### Work item
Return all the lines below in which the string "columns" appears.

Saved data entries:
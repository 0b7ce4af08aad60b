//! Query execution boundary.
//!
//! Provides a trait-based interface to the external query engine, allowing
//! different backends to be used interchangeably. The executor yields rows
//! incrementally in batches so the cache can materialize progressively and
//! honor cancellation at batch granularity.

mod mock;
mod postgres;
mod types;

pub use mock::MockQueryExecutor;
pub use postgres::PostgresExecutor;
pub use types::{column_index, ColumnInfo, Row, Value};

use crate::config::ConnectionConfig;
use crate::error::Result;
use async_trait::async_trait;
use std::time::Duration;
use tokio::sync::mpsc;

/// Capacity of the batch channel between an executor and the cache.
const BATCH_CHANNEL_CAPACITY: usize = 8;

/// An in-flight query: column metadata plus an incremental stream of row
/// batches.
///
/// `total_rows` is populated when the backend knows the result size up front
/// (e.g. a counted query); it lets the server elect inline delivery for small
/// results and compute exact progress percentages.
pub struct QueryStream {
    /// Column metadata for the result set.
    pub columns: Vec<ColumnInfo>,

    /// Total row count, when known before materialization.
    pub total_rows: Option<usize>,

    /// Receiver of row batches. A batch-level error terminates the stream.
    pub batches: mpsc::Receiver<Result<Vec<Row>>>,
}

impl QueryStream {
    /// Creates a stream and the sender half used by the producing task.
    pub fn channel(
        columns: Vec<ColumnInfo>,
        total_rows: Option<usize>,
    ) -> (mpsc::Sender<Result<Vec<Row>>>, Self) {
        let (tx, rx) = mpsc::channel(BATCH_CHANNEL_CAPACITY);
        (
            tx,
            Self {
                columns,
                total_rows,
                batches: rx,
            },
        )
    }

    /// Drains the remaining batches into a single row vector.
    ///
    /// Used for inline delivery of small results.
    pub async fn collect_rows(mut self) -> Result<Vec<Row>> {
        let mut rows = Vec::new();
        while let Some(batch) = self.batches.recv().await {
            rows.extend(batch?);
        }
        Ok(rows)
    }
}

/// Trait defining the interface to the external query engine.
///
/// Implementations start the query and feed row batches through the returned
/// stream; a failure mid-stream arrives as an `Err` batch.
#[async_trait]
pub trait QueryExecutor: Send + Sync {
    /// Starts executing a SQL query and returns its result stream.
    async fn execute(&self, sql: &str) -> Result<QueryStream>;
}

/// Creates an executor for the given connection configuration.
pub async fn connect(
    config: &ConnectionConfig,
    batch_size: usize,
    query_timeout: Duration,
) -> Result<Box<dyn QueryExecutor>> {
    let executor = PostgresExecutor::connect(config, batch_size, query_timeout).await?;
    Ok(Box::new(executor))
}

### Solution to the exercise
    pub columns: Vec<ColumnInfo>,
        columns: Vec<ColumnInfo>,
                columns,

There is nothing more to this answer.